◆ TASK INSTRUCTIONS:
Work out how many lines in the listing below include the word "Mutex". Give nothing but the number.

◆ DATA EXCERPTS:
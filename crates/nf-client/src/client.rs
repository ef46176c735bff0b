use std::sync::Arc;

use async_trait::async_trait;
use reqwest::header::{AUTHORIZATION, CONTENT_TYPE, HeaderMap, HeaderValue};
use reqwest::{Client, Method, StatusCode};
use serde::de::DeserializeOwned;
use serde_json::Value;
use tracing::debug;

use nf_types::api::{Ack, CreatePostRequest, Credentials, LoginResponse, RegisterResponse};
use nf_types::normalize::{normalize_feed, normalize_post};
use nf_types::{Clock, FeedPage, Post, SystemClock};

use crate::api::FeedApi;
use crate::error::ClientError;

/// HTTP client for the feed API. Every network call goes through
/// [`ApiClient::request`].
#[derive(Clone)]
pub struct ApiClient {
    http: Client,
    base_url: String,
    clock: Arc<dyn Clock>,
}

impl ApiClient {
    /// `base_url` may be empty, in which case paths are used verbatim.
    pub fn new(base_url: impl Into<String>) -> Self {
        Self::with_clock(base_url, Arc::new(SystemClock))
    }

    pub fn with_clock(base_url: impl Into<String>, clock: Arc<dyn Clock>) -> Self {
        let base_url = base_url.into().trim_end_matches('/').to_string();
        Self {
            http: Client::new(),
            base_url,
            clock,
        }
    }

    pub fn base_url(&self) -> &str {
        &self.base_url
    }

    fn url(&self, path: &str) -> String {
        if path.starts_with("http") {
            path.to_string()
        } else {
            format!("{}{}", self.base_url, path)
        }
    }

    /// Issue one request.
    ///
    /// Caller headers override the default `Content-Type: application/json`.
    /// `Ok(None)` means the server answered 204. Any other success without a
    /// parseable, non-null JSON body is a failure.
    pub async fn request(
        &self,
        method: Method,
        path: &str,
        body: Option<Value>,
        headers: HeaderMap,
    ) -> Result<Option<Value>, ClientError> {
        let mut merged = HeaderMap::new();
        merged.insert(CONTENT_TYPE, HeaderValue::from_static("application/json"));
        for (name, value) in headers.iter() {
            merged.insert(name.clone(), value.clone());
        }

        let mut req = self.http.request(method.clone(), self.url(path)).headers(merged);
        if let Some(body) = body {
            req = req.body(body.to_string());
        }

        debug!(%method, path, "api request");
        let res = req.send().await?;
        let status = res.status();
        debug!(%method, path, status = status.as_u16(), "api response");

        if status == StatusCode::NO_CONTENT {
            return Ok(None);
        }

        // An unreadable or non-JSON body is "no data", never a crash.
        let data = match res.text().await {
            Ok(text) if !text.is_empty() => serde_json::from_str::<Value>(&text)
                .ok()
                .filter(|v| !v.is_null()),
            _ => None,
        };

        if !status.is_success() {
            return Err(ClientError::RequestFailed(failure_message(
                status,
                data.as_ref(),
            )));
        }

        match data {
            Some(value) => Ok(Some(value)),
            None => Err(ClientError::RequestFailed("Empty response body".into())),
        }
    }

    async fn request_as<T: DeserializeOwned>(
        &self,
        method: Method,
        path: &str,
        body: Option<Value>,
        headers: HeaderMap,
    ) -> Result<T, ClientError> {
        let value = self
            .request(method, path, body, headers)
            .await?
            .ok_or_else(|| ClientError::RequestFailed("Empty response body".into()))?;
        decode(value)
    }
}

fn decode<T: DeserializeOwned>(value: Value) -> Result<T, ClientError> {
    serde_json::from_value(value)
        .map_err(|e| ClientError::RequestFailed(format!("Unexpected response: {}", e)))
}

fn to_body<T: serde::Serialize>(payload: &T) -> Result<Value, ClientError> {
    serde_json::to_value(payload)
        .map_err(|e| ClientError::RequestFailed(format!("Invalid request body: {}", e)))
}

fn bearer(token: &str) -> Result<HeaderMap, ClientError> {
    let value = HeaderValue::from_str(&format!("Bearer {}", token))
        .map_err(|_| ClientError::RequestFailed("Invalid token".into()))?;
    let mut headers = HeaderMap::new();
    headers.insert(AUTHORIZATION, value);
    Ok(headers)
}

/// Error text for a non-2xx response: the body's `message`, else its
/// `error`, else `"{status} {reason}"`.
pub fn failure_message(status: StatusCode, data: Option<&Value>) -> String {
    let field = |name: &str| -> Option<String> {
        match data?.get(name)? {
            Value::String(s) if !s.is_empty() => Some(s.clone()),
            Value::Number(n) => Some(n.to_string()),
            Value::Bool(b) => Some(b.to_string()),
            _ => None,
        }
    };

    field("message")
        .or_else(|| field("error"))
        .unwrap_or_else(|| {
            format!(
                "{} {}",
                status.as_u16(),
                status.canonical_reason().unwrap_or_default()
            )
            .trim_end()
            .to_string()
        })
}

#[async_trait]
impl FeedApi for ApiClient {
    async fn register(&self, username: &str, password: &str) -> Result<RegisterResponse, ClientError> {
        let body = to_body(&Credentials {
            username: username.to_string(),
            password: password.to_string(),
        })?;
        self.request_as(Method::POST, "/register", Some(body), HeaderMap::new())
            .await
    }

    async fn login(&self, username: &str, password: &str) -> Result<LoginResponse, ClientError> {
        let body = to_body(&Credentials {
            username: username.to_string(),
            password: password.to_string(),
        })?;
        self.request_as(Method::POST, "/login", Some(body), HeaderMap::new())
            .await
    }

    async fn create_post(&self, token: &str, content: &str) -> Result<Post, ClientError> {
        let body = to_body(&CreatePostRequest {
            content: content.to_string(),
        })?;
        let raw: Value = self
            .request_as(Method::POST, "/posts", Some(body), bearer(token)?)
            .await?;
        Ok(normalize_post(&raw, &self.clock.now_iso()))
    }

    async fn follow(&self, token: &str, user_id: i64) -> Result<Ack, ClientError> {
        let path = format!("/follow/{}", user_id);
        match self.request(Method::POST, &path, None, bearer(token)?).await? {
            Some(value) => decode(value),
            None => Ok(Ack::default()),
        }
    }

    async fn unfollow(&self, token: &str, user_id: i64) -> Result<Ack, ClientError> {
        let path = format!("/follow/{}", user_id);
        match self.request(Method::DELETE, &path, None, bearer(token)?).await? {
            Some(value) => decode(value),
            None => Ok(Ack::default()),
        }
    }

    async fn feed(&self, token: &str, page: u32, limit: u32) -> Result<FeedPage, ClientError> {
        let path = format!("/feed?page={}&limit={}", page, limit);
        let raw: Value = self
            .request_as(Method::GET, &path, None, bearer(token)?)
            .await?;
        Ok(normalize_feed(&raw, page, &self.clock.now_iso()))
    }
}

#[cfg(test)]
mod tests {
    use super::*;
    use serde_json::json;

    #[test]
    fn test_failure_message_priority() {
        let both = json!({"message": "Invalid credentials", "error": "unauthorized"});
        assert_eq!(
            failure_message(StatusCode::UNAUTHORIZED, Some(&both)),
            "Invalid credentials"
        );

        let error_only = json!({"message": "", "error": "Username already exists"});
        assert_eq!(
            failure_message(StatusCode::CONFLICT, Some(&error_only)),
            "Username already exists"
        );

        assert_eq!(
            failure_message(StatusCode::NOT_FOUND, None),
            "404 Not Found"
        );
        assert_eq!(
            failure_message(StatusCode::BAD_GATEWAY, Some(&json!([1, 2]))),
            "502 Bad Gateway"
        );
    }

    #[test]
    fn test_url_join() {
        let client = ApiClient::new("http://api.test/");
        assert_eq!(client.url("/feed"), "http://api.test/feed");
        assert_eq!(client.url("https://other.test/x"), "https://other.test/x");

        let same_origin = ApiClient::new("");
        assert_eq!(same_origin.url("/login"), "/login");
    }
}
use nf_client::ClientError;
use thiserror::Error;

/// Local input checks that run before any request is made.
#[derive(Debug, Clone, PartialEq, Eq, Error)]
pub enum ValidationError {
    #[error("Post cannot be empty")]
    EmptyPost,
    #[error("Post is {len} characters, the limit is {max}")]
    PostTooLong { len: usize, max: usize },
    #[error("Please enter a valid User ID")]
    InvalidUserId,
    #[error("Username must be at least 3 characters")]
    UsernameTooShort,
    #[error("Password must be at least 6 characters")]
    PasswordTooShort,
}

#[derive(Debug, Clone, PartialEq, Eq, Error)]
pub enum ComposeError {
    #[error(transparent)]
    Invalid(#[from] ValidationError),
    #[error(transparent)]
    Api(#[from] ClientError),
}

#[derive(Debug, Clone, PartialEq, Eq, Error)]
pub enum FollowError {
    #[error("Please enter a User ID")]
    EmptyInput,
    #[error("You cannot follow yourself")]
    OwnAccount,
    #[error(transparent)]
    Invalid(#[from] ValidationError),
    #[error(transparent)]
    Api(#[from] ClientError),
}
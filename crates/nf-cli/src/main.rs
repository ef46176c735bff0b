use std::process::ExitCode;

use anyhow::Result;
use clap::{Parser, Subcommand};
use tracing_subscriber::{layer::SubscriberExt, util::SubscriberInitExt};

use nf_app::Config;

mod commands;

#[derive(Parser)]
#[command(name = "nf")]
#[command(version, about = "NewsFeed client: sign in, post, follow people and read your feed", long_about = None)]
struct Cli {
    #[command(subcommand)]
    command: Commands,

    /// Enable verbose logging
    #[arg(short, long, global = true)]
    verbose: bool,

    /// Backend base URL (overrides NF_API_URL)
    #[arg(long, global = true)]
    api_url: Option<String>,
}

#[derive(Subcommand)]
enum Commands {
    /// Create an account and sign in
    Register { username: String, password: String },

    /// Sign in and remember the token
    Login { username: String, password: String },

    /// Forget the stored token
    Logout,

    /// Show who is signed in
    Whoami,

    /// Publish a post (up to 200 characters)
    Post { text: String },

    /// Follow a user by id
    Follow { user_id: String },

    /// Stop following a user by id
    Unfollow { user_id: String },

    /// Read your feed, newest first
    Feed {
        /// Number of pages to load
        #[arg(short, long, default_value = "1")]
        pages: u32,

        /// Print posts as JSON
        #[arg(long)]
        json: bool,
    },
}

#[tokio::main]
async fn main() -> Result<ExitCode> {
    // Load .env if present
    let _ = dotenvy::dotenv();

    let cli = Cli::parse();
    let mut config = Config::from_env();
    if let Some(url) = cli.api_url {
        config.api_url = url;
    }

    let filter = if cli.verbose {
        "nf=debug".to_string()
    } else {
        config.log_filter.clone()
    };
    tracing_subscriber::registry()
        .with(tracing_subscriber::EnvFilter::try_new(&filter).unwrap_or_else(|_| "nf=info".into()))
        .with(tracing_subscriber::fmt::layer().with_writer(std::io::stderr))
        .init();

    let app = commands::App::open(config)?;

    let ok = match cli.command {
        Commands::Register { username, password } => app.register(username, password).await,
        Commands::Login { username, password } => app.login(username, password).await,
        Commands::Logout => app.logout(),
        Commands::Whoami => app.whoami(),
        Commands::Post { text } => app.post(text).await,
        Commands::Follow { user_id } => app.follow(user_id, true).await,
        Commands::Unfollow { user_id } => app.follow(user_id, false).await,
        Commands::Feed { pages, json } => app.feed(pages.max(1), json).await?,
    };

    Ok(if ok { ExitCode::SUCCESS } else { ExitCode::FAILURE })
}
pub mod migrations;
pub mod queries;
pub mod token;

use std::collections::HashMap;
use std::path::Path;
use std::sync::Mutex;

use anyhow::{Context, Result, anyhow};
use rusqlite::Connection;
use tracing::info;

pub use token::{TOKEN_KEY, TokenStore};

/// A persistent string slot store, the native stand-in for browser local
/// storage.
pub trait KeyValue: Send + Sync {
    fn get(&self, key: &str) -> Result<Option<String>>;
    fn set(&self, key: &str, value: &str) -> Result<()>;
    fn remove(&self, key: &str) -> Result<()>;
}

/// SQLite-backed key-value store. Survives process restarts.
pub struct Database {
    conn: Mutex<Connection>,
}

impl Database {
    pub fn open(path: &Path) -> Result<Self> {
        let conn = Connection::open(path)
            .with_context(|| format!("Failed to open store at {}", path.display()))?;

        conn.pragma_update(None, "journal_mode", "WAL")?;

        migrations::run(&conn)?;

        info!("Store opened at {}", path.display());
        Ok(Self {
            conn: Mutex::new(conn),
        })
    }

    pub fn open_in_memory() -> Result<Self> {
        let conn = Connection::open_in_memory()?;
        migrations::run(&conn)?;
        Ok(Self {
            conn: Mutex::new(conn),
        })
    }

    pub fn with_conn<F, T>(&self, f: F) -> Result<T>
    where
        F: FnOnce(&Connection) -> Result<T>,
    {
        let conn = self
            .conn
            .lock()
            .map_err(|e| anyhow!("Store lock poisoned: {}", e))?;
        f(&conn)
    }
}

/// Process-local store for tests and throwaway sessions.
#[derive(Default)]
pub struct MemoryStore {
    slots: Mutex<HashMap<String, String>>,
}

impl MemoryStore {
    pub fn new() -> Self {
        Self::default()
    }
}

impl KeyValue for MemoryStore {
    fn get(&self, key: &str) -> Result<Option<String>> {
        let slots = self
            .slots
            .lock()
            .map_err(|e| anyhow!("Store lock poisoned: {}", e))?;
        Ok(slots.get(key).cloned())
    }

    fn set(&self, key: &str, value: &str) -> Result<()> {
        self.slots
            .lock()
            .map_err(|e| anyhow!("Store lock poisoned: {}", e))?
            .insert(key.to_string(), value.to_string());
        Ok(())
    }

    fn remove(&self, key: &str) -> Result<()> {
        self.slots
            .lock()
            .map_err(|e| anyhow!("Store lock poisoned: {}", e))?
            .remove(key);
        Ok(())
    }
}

◆ ANSWER TO THIS PROBLEM:
5